Porous NiCo2O4 nanostructures as bi-functional electrocatalysts for CH3OH oxidation reaction and H2O2 reduction reaction

Abstract

Abstract Porous nickel cobaltite (NiCo2O4) nanostructures were synthesized via a facile chemical deposition route. Their physicochemical properties were characterized via X-ray diffraction (XRD), scanning electron microscopy (SEM), transmission electron microscopy (TEM), X-ray photoelectron spectra (XPS) and nitrogen sorption measurements. Their electrocatalytic performances were investigated by cyclic voltammetry (CV), chronoamperometry (CA) and electrochemical impedance spectroscopy (EIS) tests.
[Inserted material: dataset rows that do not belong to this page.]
// SPDX-FileCopyrightText: 2026 Tollgate Contributors
// SPDX-License-Identifier: MIT OR Apache-2.0

//! Safety gates for the Tollgate model router.
//!
//! [`PreGuard`] screens every inbound request before any provider sees it;
//! [`PostGuard`] screens every generated response before it is returned.

pub mod post;
pub mod pre;

pub use post::{PostGuard, REFUSAL_TEMPLATE, REMOVED_ANNOTATION, UNVERIFIED_CAVEAT};
pub use pre::{PreGuard, RedactionAudit};
// SPDX-FileCopyrightText: 2026 Tollgate Contributors
// SPDX-License-Identifier: MIT OR Apache-2.0

//! Token-overlap check of factual claims against grounding passages.

use std::collections::HashSet;
use std::sync::LazyLock;

use regex::Regex;

const CLAIM_MARKERS: &[&str] = &[
    "according to",
    "studies show",
    "research shows",
    "research suggests",
    "statistics show",
    "it is estimated",
    "percent",
    "was founded",
    "was born",
];

const STOPWORDS: &[&str] = &[
    "the", "and", "for", "that", "this", "with", "are", "was", "were", "has", "have", "had",
    "from", "but", "not", "its", "their", "they", "which", "about", "into", "than", "then",
    "also", "been", "more", "most", "such", "there", "these", "those", "will", "would",
];

static YEAR: LazyLock<Regex> =
    LazyLock::new(|| Regex::new(r"\b(?:1[5-9]|20)\d{2}\b").expect("year pattern"));

/// Split text into sentences on terminal punctuation followed by whitespace.
pub(crate) fn sentences(text: &str) -> Vec<&str> {
    let mut out = Vec::new();
    let mut start = 0;
    let chars: Vec<(usize, char)> = text.char_indices().collect();
    for (i, (idx, c)) in chars.iter().enumerate() {
        let at_boundary = matches!(c, '.' | '!' | '?')
            && chars.get(i + 1).is_none_or(|(_, next)| next.is_whitespace());
        if at_boundary {
            let end = idx + c.len_utf8();
            let sentence = text[start..end].trim();
            if !sentence.is_empty() {
                out.push(sentence);
            }
            start = end;
        }
    }
    let tail = text[start..].trim();
    if !tail.is_empty() {
        out.push(tail);
    }
    out
}

/// A sentence that asserts something checkable: numbers, years, attributions.
pub(crate) fn is_claim(sentence: &str) -> bool {
    let lower = sentence.to_lowercase();
    sentence.chars().any(|c| c.is_ascii_digit())
        || sentence.contains('%')
        || YEAR.is_match(sentence)
        || CLAIM_MARKERS.iter().any(|m| lower.contains(m))
}

fn tokens(text: &str) -> HashSet<String> {
    text.split(|c: char| !c.is_alphanumeric())
        .map(str::to_lowercase)
        .filter(|t| {
            (t.len() >= 3 || t.chars().all(|c| c.is_ascii_digit())) && !t.is_empty()
        })
        .filter(|t| !STOPWORDS.contains(&t.as_str()))
        .collect()
}

/// Best fraction of the sentence's tokens found in any single passage.
pub(crate) fn support(sentence: &str, passages: &[String]) -> f32 {
    let claim = tokens(sentence);
    if claim.is_empty() {
        return 1.0;
    }
    passages
        .iter()
        .map(|passage| {
            let passage = tokens(passage);
            claim.intersection(&passage).count() as f32 / claim.len() as f32
        })
        .fold(0.0, f32::max)
}

/// Claim sentences whose support falls below `threshold`.
pub(crate) fn unsupported_claims<'a>(
    text: &'a str,
    passages: &[String],
    threshold: f32,
) -> Vec<&'a str> {
    sentences(text)
        .into_iter()
        .filter(|s| is_claim(s))
        .filter(|s| support(s, passages) < threshold)
        .collect()
}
The obtained NiCo2O4 materials exhibit typical agglomerate porous nanostructures with the specific surface area (SSA) and pore volume of 190.1 m2 g−1 and 1.136 cm3 g−1. Remarkably, the NiCo2O4 materials exhibit higher electrocatalytic activity, lower overpotential, better stability and greater tolerance compared to those of NiO and Co3O4 materials synthesized by the same procedure. As for the NiCo2O4 electrode, a current density of 98 mA cm−2 was obtained toward CH3OH electro-oxidation at 0.6 V in 1 M KOH and 0.5 M CH3OH electrolytes, and a current density of 223 mA cm−2 was achieved toward H2O2 electro-reduction at −0.3 V in 3 M NaOH and 0.5 M H2O2 electrolytes. Moreover, the NiCo2O4 electrode shows a desirable stability for both electrocatalytic reactions. The impressive electrocatalytic activity is largely attributable to the binary electroactive sites of Co and Ni species, intrinsic high electronic conductivity and superior porous nanostructures of the NiCo2O4 electrode, which are very promising for further development of high performance non-Pt catalysts alkaline fuel cells (AFCs).